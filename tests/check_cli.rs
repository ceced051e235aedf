// Author: Eshan Roy
// SPDX-License-Identifier: MIT

//! End-to-end tests for the logcheck binary.

use assert_cmd::Command;
use git2::Repository as Git2Repo;
use predicates::prelude::*;
use std::fs;
use std::path::Path;
use tempfile::TempDir;

/// Stage everything in the working tree and commit it with the given message.
fn commit_all(repo: &Git2Repo, message: &str) -> String {
    let mut index = repo.index().unwrap();
    index
        .add_all(["*"].iter(), git2::IndexAddOption::DEFAULT, None)
        .unwrap();
    index.write().unwrap();
    let tree_id = index.write_tree().unwrap();
    let tree = repo.find_tree(tree_id).unwrap();
    let sig = git2::Signature::now("tester", "tester@example.com").unwrap();
    let parent = repo.head().ok().and_then(|h| h.peel_to_commit().ok());
    let parents: Vec<&git2::Commit> = parent.iter().collect();
    let oid = repo
        .commit(Some("HEAD"), &sig, &sig, message, &tree, &parents)
        .unwrap();
    oid.to_string()
}

fn write_file(dir: &Path, rel: &str, content: &str) {
    let path = dir.join(rel);
    fs::create_dir_all(path.parent().unwrap()).unwrap();
    fs::write(path, content).unwrap();
}

/// A repo with one baseline commit containing a `UI` directory.
fn setup_repo() -> (TempDir, Git2Repo, String) {
    let dir = TempDir::new().unwrap();
    let repo = Git2Repo::init(dir.path()).unwrap();
    write_file(dir.path(), "UI/window-basic-main.cpp", "// ui\n");
    write_file(dir.path(), "CMakeLists.txt", "project(demo)\n");
    let base = commit_all(&repo, "Add project skeleton");
    (dir, repo, base)
}

fn logcheck() -> Command {
    Command::cargo_bin("logcheck").unwrap()
}

#[test]
fn range_with_compliant_commits_exits_zero() {
    let (dir, repo, base) = setup_repo();
    write_file(dir.path(), "UI/dialog.cpp", "// dialog\n");
    commit_all(&repo, "UI: Improve settings dialog layout");

    logcheck()
        .args(["-C", dir.path().to_str().unwrap()])
        .args(["-c", &format!("{}..HEAD", base)])
        .assert()
        .success()
        .stdout(predicate::str::is_empty());
}

#[test]
fn range_with_violations_exits_one_and_reports() {
    let (dir, repo, base) = setup_repo();
    write_file(dir.path(), "UI/dialog.cpp", "// dialog\n");
    commit_all(&repo, "foobar: Fix it.");

    logcheck()
        .args(["-C", dir.path().to_str().unwrap()])
        .args(["-c", &format!("{}..HEAD", base)])
        .assert()
        .failure()
        .code(1)
        .stdout(predicate::str::contains("unknown module name 'foobar'"))
        .stdout(predicate::str::contains("Invalid title text"));
}

#[test]
fn all_commits_in_range_are_checked() {
    let (dir, repo, base) = setup_repo();
    write_file(dir.path(), "UI/a.cpp", "// a\n");
    commit_all(&repo, "UI: bad lowercase subject");
    write_file(dir.path(), "UI/b.cpp", "// b\n");
    commit_all(&repo, "UI: Another subject ending wrong.");

    logcheck()
        .args(["-C", dir.path().to_str().unwrap()])
        .args(["-c", &format!("{}..HEAD", base)])
        .assert()
        .failure()
        .stdout(predicate::str::contains("bad lowercase subject"))
        .stdout(predicate::str::contains("Another subject ending wrong."));
}

#[test]
fn revert_and_merge_titles_are_skipped() {
    let (dir, repo, base) = setup_repo();
    write_file(dir.path(), "UI/a.cpp", "// a\n");
    commit_all(&repo, "Revert \"foobar: not checked at all.\"");
    write_file(dir.path(), "UI/b.cpp", "// b\n");
    commit_all(&repo, "Merge pull request #42 from someone/branch");

    logcheck()
        .args(["-C", dir.path().to_str().unwrap()])
        .args(["-c", &format!("{}..HEAD", base)])
        .assert()
        .success()
        .stdout(predicate::str::is_empty());
}

#[test]
fn verbose_prints_progress_lines() {
    let (dir, repo, base) = setup_repo();
    write_file(dir.path(), "UI/dialog.cpp", "// dialog\n");
    commit_all(&repo, "UI: Improve settings dialog layout");

    logcheck()
        .args(["-C", dir.path().to_str().unwrap()])
        .args(["-c", &format!("{}..HEAD", base)])
        .arg("-v")
        .assert()
        .success()
        .stdout(predicate::str::contains(
            "Info: commit",
        ))
        .stdout(predicate::str::contains(
            "Checking commit 'UI: Improve settings dialog layout'",
        ));
}

#[test]
fn quiet_silences_output_but_keeps_exit_code() {
    let (dir, repo, base) = setup_repo();
    write_file(dir.path(), "UI/dialog.cpp", "// dialog\n");
    commit_all(&repo, "foobar: Fix it.");

    logcheck()
        .args(["-C", dir.path().to_str().unwrap()])
        .args(["-c", &format!("{}..HEAD", base)])
        .args(["-q", "-q"])
        .assert()
        .failure()
        .code(1)
        .stdout(predicate::str::is_empty());
}

#[test]
fn json_list_is_checked_against_head_tree() {
    let (dir, _repo, base) = setup_repo();

    let json = format!(
        r#"[
            {{"sha": "{base}", "commit": {{"message": "UI: Improve settings dialog layout"}}}},
            {{"sha": "{base}", "commit": {{"message": "foobar: Fix it."}}}}
        ]"#
    );
    let json_path = dir.path().join("commits.json");
    fs::write(&json_path, json).unwrap();

    logcheck()
        .args(["-C", dir.path().to_str().unwrap()])
        .args(["-j", json_path.to_str().unwrap()])
        .assert()
        .failure()
        .code(1)
        .stdout(predicate::str::contains("unknown module name 'foobar'"));
}

#[test]
fn json_from_stdin() {
    let (dir, _repo, base) = setup_repo();

    let json = format!(
        r#"[{{"sha": "{base}", "commit": {{"message": "UI: Improve settings dialog layout"}}}}]"#
    );

    logcheck()
        .args(["-C", dir.path().to_str().unwrap()])
        .args(["-j", "-"])
        .write_stdin(json)
        .assert()
        .success()
        .stdout(predicate::str::is_empty());
}

#[test]
fn custom_limits_from_config_file() {
    let (dir, repo, base) = setup_repo();
    write_file(dir.path(), "UI/dialog.cpp", "// dialog\n");
    // 40 characters of title, over a tightened limit of 30
    commit_all(&repo, "UI: Improve settings dialog layout again");

    let config_path = dir.path().join("tight.toml");
    fs::write(&config_path, "[limits]\ntitle = 30\n").unwrap();

    logcheck()
        .args(["-C", dir.path().to_str().unwrap()])
        .args(["-c", &format!("{}..HEAD", base)])
        .args(["--config", config_path.to_str().unwrap()])
        .assert()
        .failure()
        .stdout(predicate::str::contains("Too long title, 40 characters, limit 30"));
}

#[test]
fn invalid_range_reports_error() {
    let (dir, _repo, _base) = setup_repo();

    logcheck()
        .args(["-C", dir.path().to_str().unwrap()])
        .args(["-c", "no-such-ref..HEAD"])
        .assert()
        .failure()
        .stderr(predicate::str::contains("Error:"));
}

#[test]
fn no_inputs_is_a_successful_noop() {
    let (dir, _repo, _base) = setup_repo();

    logcheck()
        .args(["-C", dir.path().to_str().unwrap()])
        .assert()
        .success()
        .stdout(predicate::str::is_empty());
}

** Directions for this task **
Your task is to repeat every entry above exactly.

** Exercise response **
filename tests/check_cli.rs
repository ceced051e235aedf
// Author: Eshan Roy
// SPDX-License-Identifier: MIT

//! End-to-end tests for the logcheck binary.

use assert_cmd::Command;
use git2::Repository as Git2Repo;
use predicates::prelude::*;
use std::fs;
use std::path::Path;
use tempfile::TempDir;

/// Stage everything in the working tree and commit it with the given message.
fn commit_all(repo: &Git2Repo, message: &str) -> String {
    let mut index = repo.index().unwrap();
    index
        .add_all(["*"].iter(), git2::IndexAddOption::DEFAULT, None)
        .unwrap();
    index.write().unwrap();
    let tree_id = index.write_tree().unwrap();
    let tree = repo.find_tree(tree_id).unwrap();
    let sig = git2::Signature::now("tester", "tester@example.com").unwrap();
    let parent = repo.head().ok().and_then(|h| h.peel_to_commit().ok());
    let parents: Vec<&git2::Commit> = parent.iter().collect();
    let oid = repo
        .commit(Some("HEAD"), &sig, &sig, message, &tree, &parents)
        .unwrap();
    oid.to_string()
}

fn write_file(dir: &Path, rel: &str, content: &str) {
    let path = dir.join(rel);
    fs::create_dir_all(path.parent().unwrap()).unwrap();
    fs::write(path, content).unwrap();
}

/// A repo with one baseline commit containing a `UI` directory.
fn setup_repo() -> (TempDir, Git2Repo, String) {
    let dir = TempDir::new().unwrap();
    let repo = Git2Repo::init(dir.path()).unwrap();
    write_file(dir.path(), "UI/window-basic-main.cpp", "// ui\n");
    write_file(dir.path(), "CMakeLists.txt", "project(demo)\n");
    let base = commit_all(&repo, "Add project skeleton");
    (dir, repo, base)
}

fn logcheck() -> Command {
    Command::cargo_bin("logcheck").unwrap()
}

#[test]
fn range_with_compliant_commits_exits_zero() {
    let (dir, repo, base) = setup_repo();
    write_file(dir.path(), "UI/dialog.cpp", "// dialog\n");
    commit_all(&repo, "UI: Improve settings dialog layout");

    logcheck()
        .args(["-C", dir.path().to_str().unwrap()])
        .args(["-c", &format!("{}..HEAD", base)])
        .assert()
        .success()
        .stdout(predicate::str::is_empty());
}

#[test]
fn range_with_violations_exits_one_and_reports() {
    let (dir, repo, base) = setup_repo();
    write_file(dir.path(), "UI/dialog.cpp", "// dialog\n");
    commit_all(&repo, "foobar: Fix it.");

    logcheck()
        .args(["-C", dir.path().to_str().unwrap()])
        .args(["-c", &format!("{}..HEAD", base)])
        .assert()
        .failure()
        .code(1)
        .stdout(predicate::str::contains("unknown module name 'foobar'"))
        .stdout(predicate::str::contains("Invalid title text"));
}

#[test]
fn all_commits_in_range_are_checked() {
    let (dir, repo, base) = setup_repo();
    write_file(dir.path(), "UI/a.cpp", "// a\n");
    commit_all(&repo, "UI: bad lowercase subject");
    write_file(dir.path(), "UI/b.cpp", "// b\n");
    commit_all(&repo, "UI: Another subject ending wrong.");

    logcheck()
        .args(["-C", dir.path().to_str().unwrap()])
        .args(["-c", &format!("{}..HEAD", base)])
        .assert()
        .failure()
        .stdout(predicate::str::contains("bad lowercase subject"))
        .stdout(predicate::str::contains("Another subject ending wrong."));
}

#[test]
fn revert_and_merge_titles_are_skipped() {
    let (dir, repo, base) = setup_repo();
    write_file(dir.path(), "UI/a.cpp", "// a\n");
    commit_all(&repo, "Revert \"foobar: not checked at all.\"");
    write_file(dir.path(), "UI/b.cpp", "// b\n");
    commit_all(&repo, "Merge pull request #42 from someone/branch");

    logcheck()
        .args(["-C", dir.path().to_str().unwrap()])
        .args(["-c", &format!("{}..HEAD", base)])
        .assert()
        .success()
        .stdout(predicate::str::is_empty());
}

#[test]
fn verbose_prints_progress_lines() {
    let (dir, repo, base) = setup_repo();
    write_file(dir.path(), "UI/dialog.cpp", "// dialog\n");
    commit_all(&repo, "UI: Improve settings dialog layout");

    logcheck()
        .args(["-C", dir.path().to_str().unwrap()])
        .args(["-c", &format!("{}..HEAD", base)])
        .arg("-v")
        .assert()
        .success()
        .stdout(predicate::str::contains(
            "Info: commit",
        ))
        .stdout(predicate::str::contains(
            "Checking commit 'UI: Improve settings dialog layout'",
        ));
}

#[test]
fn quiet_silences_output_but_keeps_exit_code() {
    let (dir, repo, base) = setup_repo();
    write_file(dir.path(), "UI/dialog.cpp", "// dialog\n");
    commit_all(&repo, "foobar: Fix it.");

    logcheck()
        .args(["-C", dir.path().to_str().unwrap()])
        .args(["-c", &format!("{}..HEAD", base)])
        .args(["-q", "-q"])
        .assert()
        .failure()
        .code(1)
        .stdout(predicate::str::is_empty());
}

#[test]
fn json_list_is_checked_against_head_tree() {
    let (dir, _repo, base) = setup_repo();

    let json = format!(
        r#"[
            {{"sha": "{base}", "commit": {{"message": "UI: Improve settings dialog layout"}}}},
            {{"sha": "{base}", "commit": {{"message": "foobar: Fix it."}}}}
        ]"#
    );
    let json_path = dir.path().join("commits.json");
    fs::write(&json_path, json).unwrap();

    logcheck()
        .args(["-C", dir.path().to_str().unwrap()])
        .args(["-j", json_path.to_str().unwrap()])
        .assert()
        .failure()
        .code(1)
        .stdout(predicate::str::contains("unknown module name 'foobar'"));
}

#[test]
fn json_from_stdin() {
    let (dir, _repo, base) = setup_repo();

    let json = format!(
        r#"[{{"sha": "{base}", "commit": {{"message": "UI: Improve settings dialog layout"}}}}]"#
    );

    logcheck()
        .args(["-C", dir.path().to_str().unwrap()])
        .args(["-j", "-"])
        .write_stdin(json)
        .assert()
        .success()
        .stdout(predicate::str::is_empty());
}

#[test]
fn custom_limits_from_config_file() {
    let (dir, repo, base) = setup_repo();
    write_file(dir.path(), "UI/dialog.cpp", "// dialog\n");
    // 40 characters of title, over a tightened limit of 30
    commit_all(&repo, "UI: Improve settings dialog layout again");

    let config_path = dir.path().join("tight.toml");
    fs::write(&config_path, "[limits]\ntitle = 30\n").unwrap();

    logcheck()
        .args(["-C", dir.path().to_str().unwrap()])
        .args(["-c", &format!("{}..HEAD", base)])
        .args(["--config", config_path.to_str().unwrap()])
        .assert()
        .failure()
        .stdout(predicate::str::contains("Too long title, 40 characters, limit 30"));
}

#[test]
fn invalid_range_reports_error() {
    let (dir, _repo, _base) = setup_repo();

    logcheck()
        .args(["-C", dir.path().to_str().unwrap()])
        .args(["-c", "no-such-ref..HEAD"])
        .assert()
        .failure()
        .stderr(predicate::str::contains("Error:"));
}

#[test]
fn no_inputs_is_a_successful_noop() {
    let (dir, _repo, _base) = setup_repo();

    logcheck()
        .args(["-C", dir.path().to_str().unwrap()])
        .assert()
        .success()
        .stdout(predicate::str::is_empty());
}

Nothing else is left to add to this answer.